A domain expert provided the knowledge that we encoded into a logic program consisting of rules and constraints and readable by the ASP solver. For each instance of the path planing problem, the ASP program is hence coupled to a proper representation of the pool of paths calculated by the IL model, \(\{Q^{IL}_k\}\) (the “input”) and fed to the ASP solver, thus choosing the best one, \(\{Q^{ILDR}\}\). In the following, we provide more details about the encoded deductive path selector.

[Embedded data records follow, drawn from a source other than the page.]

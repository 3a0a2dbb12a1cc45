//! Refresh-token sessions
//!
//! Each live session is one stored refresh token. Rotation is single-use:
//! the presented token must still be in the user's stored set, and removing
//! it and storing its replacement happen in one repository transaction.

use chrono::Utc;
use std::sync::Arc;
use tracing::{debug, info};

use super::audit::{AuditLog, AuthAction, AuthEvent};
use super::tokens::{Claims, TokenPair, TokenService, TokenType};
use crate::common::{safe_token_log, AuthError, RequestMeta};
use crate::users::{RefreshTokenRecord, User, UserRepository};

pub struct SessionStore {
    repo: Arc<dyn UserRepository>,
    tokens: Arc<TokenService>,
    audit: AuditLog,
}

impl SessionStore {
    pub fn new(repo: Arc<dyn UserRepository>, tokens: Arc<TokenService>, audit: AuditLog) -> Self {
        Self {
            repo,
            tokens,
            audit,
        }
    }

    /// Issue a token pair for `user` and persist its refresh token
    pub async fn start(&self, user: &User) -> Result<TokenPair, AuthError> {
        let pair = self.tokens.issue(user)?;
        self.repo
            .add_refresh_token(&user.id, &record_for(&pair))
            .await?;
        debug!(user_id = %user.id, "Session started");
        Ok(pair)
    }

    /// Exchange a stored refresh token for a new pair.
    ///
    /// A signature-valid token that has already been rotated or revoked fails
    /// with `InvalidRefreshToken`, as does any token that does not verify.
    pub async fn rotate(
        &self,
        refresh_token: &str,
        meta: &RequestMeta,
    ) -> Result<TokenPair, AuthError> {
        let claims = self
            .tokens
            .verify(refresh_token, TokenType::Refresh)
            .map_err(|_| AuthError::InvalidRefreshToken)?;

        let user = self
            .repo
            .find_by_id(&claims.user_id)
            .await?
            .ok_or(AuthError::InvalidRefreshToken)?;

        if !user.is_active {
            return Err(AuthError::UserInactive);
        }

        let pair = self.tokens.issue(&user)?;
        let rotated = self
            .repo
            .rotate_refresh_token(&user.id, refresh_token, &record_for(&pair))
            .await?;

        if !rotated {
            info!(
                user_id = %user.id,
                token = %safe_token_log(refresh_token),
                "Rejected refresh token not in stored set"
            );
            return Err(AuthError::InvalidRefreshToken);
        }

        self.audit
            .record(AuthEvent::new(AuthAction::TokenRefresh).user(&user).meta(meta));

        Ok(pair)
    }

    /// Remove one refresh token. Returns `false` if it was not stored.
    pub async fn revoke(&self, user_id: &str, refresh_token: &str) -> Result<bool, AuthError> {
        self.repo.remove_refresh_token(user_id, refresh_token).await
    }

    /// Remove every refresh token the user holds
    pub async fn revoke_all(&self, user_id: &str) -> Result<u64, AuthError> {
        let removed = self.repo.remove_all_refresh_tokens(user_id).await?;
        info!(user_id = %user_id, removed = removed, "Revoked all sessions");
        Ok(removed)
    }

    /// Verify an access token for an API call
    pub fn verify_access(&self, access_token: &str) -> Result<Claims, AuthError> {
        self.tokens.verify(access_token, TokenType::Access)
    }
}

#[cfg(test)]
impl SessionStore {
    pub fn tokens(&self) -> &TokenService {
        &self.tokens
    }
}

fn record_for(pair: &TokenPair) -> RefreshTokenRecord {
    RefreshTokenRecord {
        token: pair.refresh_token.clone(),
        issued_at: Utc::now(),
        expires_at: pair.refresh_expires_at,
    }
}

A path \(Q^{ILDR}_x\) cannot be selected if the maximum curvature \(c_{max}\) (Eq. 7) measured for \(Q^{ILDR}_x\) is bigger than the \(k_{max}\), as it can be seen in the following code snippet (In order to fully understand the syntax, we have provided some examples in “Appendix A.2”).:

$$\begin{aligned} \begin{aligned} \texttt {:- choose}(Q^{ILDR}_x), \texttt {curvature}(c_{max}), \\ \texttt {maxCurve}(Q^{ILDR}_x,k_{max}), k_{max}<c_{max}. \end{aligned} \end{aligned}$$

where the atom maxCurve(\(Q^{ILDR}_x\),\(c_{max}\)) couples the path \(Q^{ILDR}_x\) with the maximum curvature \(c_{max}\).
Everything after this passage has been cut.